Links und rechts von ihnen befanden sich bereits die Ausläufer der Berge, doch das Tal, durch das sie flogen, zog sich immer schmäler zusammen. Und aus Erfahrung wusste Rayel, dass es an den engsten Stellen nur wenige Meter waren. Wenige Meter Platz zum Hindurchfliegen, während an den Seiten die Felswände schroff waren und nur eine leichte Berührung schon die Haut aufriss. Redbreast musste vorsichtig sein.
Willst du noch einmal landen, bevor wir hineinfliegen?

Die Rebellin hoffte, der Drache würde ihr eine positive Antwort geben. Sie wollte nicht mitten im Gebirge bangen müssen, dass seine Energie bis zum Ende reichen würde.
Aber nur ganz kurz.


Der gehörnte Schädel des Tieres sackte nach unten und Rayel drückte sich auf seinen Rücken. Der Wind pfiff in ihr Haar, welches nun schon lange wieder getrocknet war und ließ es flattern. Kurz vor dem Aufsetzen breitete Redbreast seine Flügel ganz aus, damit sich der Wind darin fing und ihren Sturz bremste. Rayel wurde dabei heftig gegen den Körper unter ihr gedrückt, und mit einem Stoß wurde ihr gesamtes Lungenvolumen an Luft aus ihr herausgepresst.
Die Landung erfolgte im Gegensatz zu der am See recht sanft. Zwar wurden die beiden Rebellen ein wenig durchgeschüttelt, aber Redbreast rutschte nicht am Boden dahin, sondern kam sofort zum Stillstand. Dann berührte er mit seinem Bauch den Boden, um Rayel und Pjuro besser absteigen zu lassen.
Als sie wieder festen Boden unter den Füßen hatte, atmete Rayel tief durch und streckte sich. Dann sah sie sich um. „Ich habe von oben den Verlauf eines kleinen Flusses gesehen, er müsste ungefähr in dieser Richtung sein.“ Sie deutete Richtung Südwesten. „Dann müssen wir unsere Wasserreserven nicht sofort aufbrauchen!“
Du hast Recht. Ich hätte dort landen sollen, dann müsstet ihr jetzt nicht laufen. Oder wollt ihr, dass ich euch hinfliege?
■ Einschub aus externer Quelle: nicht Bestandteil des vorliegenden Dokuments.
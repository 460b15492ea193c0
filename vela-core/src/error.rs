//! Unified error taxonomy for the vela workspace.

use chrono::NaiveDate;
use serde::{Deserialize, Serialize};
use thiserror::Error;

/// Unified error type for the vela workspace.
///
/// Distinguishes storage failures, the provider failure classes the retry
/// policy keys on, consolidation partial failures, and plan defects.
#[derive(Debug, Error, Serialize, Deserialize, Clone, PartialEq, Eq)]
#[non_exhaustive]
pub enum SyncError {
    /// A storage read or commit failed. Fatal to the current run when raised
    /// during the analysis phase; recorded per task otherwise.
    #[error("storage failure: {0}")]
    Storage(String),

    /// Transient provider failure (timeout, 5xx-class); eligible for retry.
    #[error("{provider} transient failure: {msg}")]
    ProviderTransient {
        /// Provider name that failed.
        provider: String,
        /// Human-readable failure detail.
        msg: String,
    },

    /// The provider rejected the call due to rate limiting; retried after a
    /// cooldown taken from `retry_after_ms` or the configured default.
    #[error("{provider} rate limited (retry_after_ms={retry_after_ms:?})")]
    RateLimited {
        /// Provider name that rejected the call.
        provider: String,
        /// Cooldown the provider advertised, if any.
        retry_after_ms: Option<u64>,
    },

    /// Non-retryable client error; the task is abandoned and recorded, the
    /// run continues with the remaining tasks.
    #[error("{provider} permanent failure: {msg}")]
    ProviderPermanent {
        /// Provider name that failed.
        provider: String,
        /// Human-readable failure detail.
        msg: String,
    },

    /// The retry schedule spent its attempt budget on one task.
    #[error("retries exhausted after {attempts} attempt(s): {last}")]
    RetriesExhausted {
        /// Attempts consumed, including the first.
        attempts: u32,
        /// The failure observed on the final attempt.
        last: Box<SyncError>,
    },

    /// Some consolidation days failed or were left unattempted.
    #[error("consolidation incomplete: {} day(s) unresolved", .days_failed.len())]
    ConsolidationIncomplete {
        /// The failing day and every unattempted day after it.
        days_failed: Vec<NaiveDate>,
    },

    /// A produced plan violated an ordering, overlap, or window invariant.
    /// A defect: fails the run loudly instead of being silently resolved.
    #[error("planning invariant violated: {0}")]
    PlanInvariant(String),

    /// Invalid input argument or configuration.
    #[error("invalid argument: {0}")]
    InvalidArg(String),
}

impl SyncError {
    /// Helper: build a `Storage` error.
    pub fn storage(msg: impl Into<String>) -> Self {
        Self::Storage(msg.into())
    }

    /// Helper: build a `ProviderTransient` error.
    pub fn transient(provider: impl Into<String>, msg: impl Into<String>) -> Self {
        Self::ProviderTransient {
            provider: provider.into(),
            msg: msg.into(),
        }
    }

    /// Helper: build a `ProviderPermanent` error.
    pub fn permanent(provider: impl Into<String>, msg: impl Into<String>) -> Self {
        Self::ProviderPermanent {
            provider: provider.into(),
            msg: msg.into(),
        }
    }

    /// Helper: build a `RateLimited` error.
    pub fn rate_limited(provider: impl Into<String>, retry_after_ms: Option<u64>) -> Self {
        Self::RateLimited {
            provider: provider.into(),
            retry_after_ms,
        }
    }

    /// True for failures the executor may retry (transient and rate-limit).
    #[must_use]
    pub fn is_retryable(&self) -> bool {
        matches!(
            self,
            Self::ProviderTransient { .. } | Self::RateLimited { .. }
        )
    }

    /// True for failures that abort the whole run rather than a single task.
    #[must_use]
    pub fn is_fatal(&self) -> bool {
        matches!(self, Self::Storage(_) | Self::PlanInvariant(_))
    }
}
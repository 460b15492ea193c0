//! The per-task retry schedule, modeled as an explicit state machine.

use std::time::Duration;

use rand::Rng;

use vela_core::{BackoffConfig, SyncError};

/// Where one task's retry loop currently stands.
///
/// `Idle → Attempting → Backoff → Attempting → … → Exhausted`. The schedule
/// is pure: the executor owns the clock and the sleeps, so every transition
/// is testable without time.
#[derive(Debug, Clone, Copy, PartialEq, Eq)]
pub enum RetryState {
    /// No attempt launched yet.
    Idle,
    /// An attempt is in flight.
    Attempting {
        /// 1-based attempt number.
        attempt: u32,
    },
    /// Waiting out a delay before the next attempt.
    Backoff {
        /// Attempt that just failed.
        attempt: u32,
        /// Delay to wait before relaunching.
        delay: Duration,
    },
    /// The attempt budget is spent or the failure was not retryable.
    Exhausted,
}

/// What the executor should do after reporting a failed attempt.
#[derive(Debug, Clone, Copy, PartialEq, Eq)]
pub enum RetryStep {
    /// Sleep for the delay, then launch the next attempt.
    RetryAfter(Duration),
    /// Stop; the task failed terminally.
    GiveUp,
}

/// Retry schedule for a single fetch task.
#[derive(Debug)]
pub struct RetrySchedule {
    state: RetryState,
    max_attempts: u32,
    backoff: BackoffConfig,
    default_cooldown: Duration,
}

impl RetrySchedule {
    /// Fresh schedule in `Idle`.
    #[must_use]
    pub const fn new(
        max_attempts: u32,
        backoff: BackoffConfig,
        default_cooldown: Duration,
    ) -> Self {
        Self {
            state: RetryState::Idle,
            max_attempts,
            backoff,
            default_cooldown,
        }
    }

    /// Current state, for logging and tests.
    #[must_use]
    pub const fn state(&self) -> RetryState {
        self.state
    }

    /// Move into `Attempting` and return the 1-based attempt number, or
    /// `None` when the schedule is already exhausted.
    pub fn begin(&mut self) -> Option<u32> {
        let attempt = match self.state {
            RetryState::Idle => 1,
            RetryState::Backoff { attempt, .. } => attempt + 1,
            RetryState::Attempting { attempt } => attempt,
            RetryState::Exhausted => return None,
        };
        self.state = RetryState::Attempting { attempt };
        Some(attempt)
    }

    /// Record a failed attempt and decide the next step.
    ///
    /// Rate-limit cooldowns come from the provider's hint or the configured
    /// default and count toward the attempt budget; transient failures back
    /// off exponentially with jitter; permanent failures and a spent budget
    /// exhaust the schedule.
    pub fn on_failure(&mut self, err: &SyncError) -> RetryStep {
        let RetryState::Attempting { attempt } = self.state else {
            self.state = RetryState::Exhausted;
            return RetryStep::GiveUp;
        };
        if !err.is_retryable() || attempt >= self.max_attempts {
            self.state = RetryState::Exhausted;
            return RetryStep::GiveUp;
        }
        let delay = match err {
            SyncError::RateLimited { retry_after_ms, .. } => retry_after_ms
                .map_or(self.default_cooldown, Duration::from_millis),
            _ => self.transient_delay(attempt),
        };
        self.state = RetryState::Backoff { attempt, delay };
        RetryStep::RetryAfter(delay)
    }

    fn transient_delay(&self, attempt: u32) -> Duration {
        let exponent = attempt.saturating_sub(1).min(16);
        let base = self
            .backoff
            .base_ms
            .saturating_mul(u64::from(self.backoff.factor).saturating_pow(exponent));
        Duration::from_millis(jittered(
            base.min(self.backoff.max_ms),
            self.backoff.jitter_percent,
        ))
    }
}

/// Add up to `jitter_percent` percent of random spread on top of `base_ms`.
#[must_use]
pub fn jittered(base_ms: u64, jitter_percent: u8) -> u64 {
    let jitter_range = if jitter_percent == 0 {
        1
    } else {
        std::cmp::max(1, base_ms.saturating_mul(u64::from(jitter_percent)) / 100)
    };
    let mut rng = rand::rng();
    base_ms + rng.random_range(0..jitter_range)
}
Ein warmes Gefühl ließ Rayel lächeln und sie boxte dem Drachen leicht gegen die Schulter. „Die paar hundert Meter schaffen wir wohl auch alleine. Aber wenn du vorfliegen möchtest, kannst du das gerne machen.“ Sie nickte ihm noch einmal aufmunternd zu, dann drehte sie sich zu Pjuro um. „Was hältst du von einem kleinen Wettlauf bis zum Wasser?“
Sofort begannen seine Augen zu glitzern und Rayel sah, wie er leicht in die Knie ging und seine Muskeln anspannte. „Gegen dich immer!“
Rayels Augen verengten sich zu Schlitzen. „Das werden wir sehen. Bist du bereit?“
Pjuro stellte sich einige Meter neben sie und nickte steif.
„Gut. Dann … los!“ Sie drückte sich mit einem Bein von dem Boden ab und flog förmlich nach vorne, doch dass sie sich damit den Gewinn keinesfalls sicherte, war ihr klar. Pjuro war zwar kleiner als sie, doch er hatte mehr Muskeln und er war ein Mann. Damit bescherte ihm leider Mutter Natur einen Vorteil.
Doch Rayel war ebenfalls nicht untrainiert und mit ihren langen Beinen hatte sie eine reelle Chance auf einen Sieg.
Nach der Hälfte begann Rayels Atem, keuchender zu werden, doch ein Seitenblick bestätigte, dass es Pjuro auch so gehen müsste. Schnell blickte sie wieder nach vorne und fixierte ihr Ziel. Das Blau schien ihr zuzuleuchten, als wollte es ihr zurufen, dass sie gewinnen musste.
Nach einem weiteren Viertel fühlte Rayel, wie ihr eine Schweißperle den Rücken hinunter lief. Das Gras streifte ihre Waden, die Sonne brannte auf ihren Kopf und ließ alles etwas verschwimmen. Ihre Atemzüge wurden immer kürzer und immer mehr, und die Muskeln in ihren Beinen begannen zu zittern. Wie lange war es aus, dass sie so etwas geübt hatte? Bestimmt über einen Monat.
Entgegen aller Vornahmen spürte sie schließlich, wie ihre Kräfte nachließen. Ihre Schritte wurden fast unmerklich, aber dennoch stetig langsamer. Sie wurde langsamer. Und plötzlich hatte Pjuro sie überholt.
Er schien seine Kräfte für den Schlusssprint aufgehoben zu haben, für die letzten hundert Meter. Was der kann, kann ich auch!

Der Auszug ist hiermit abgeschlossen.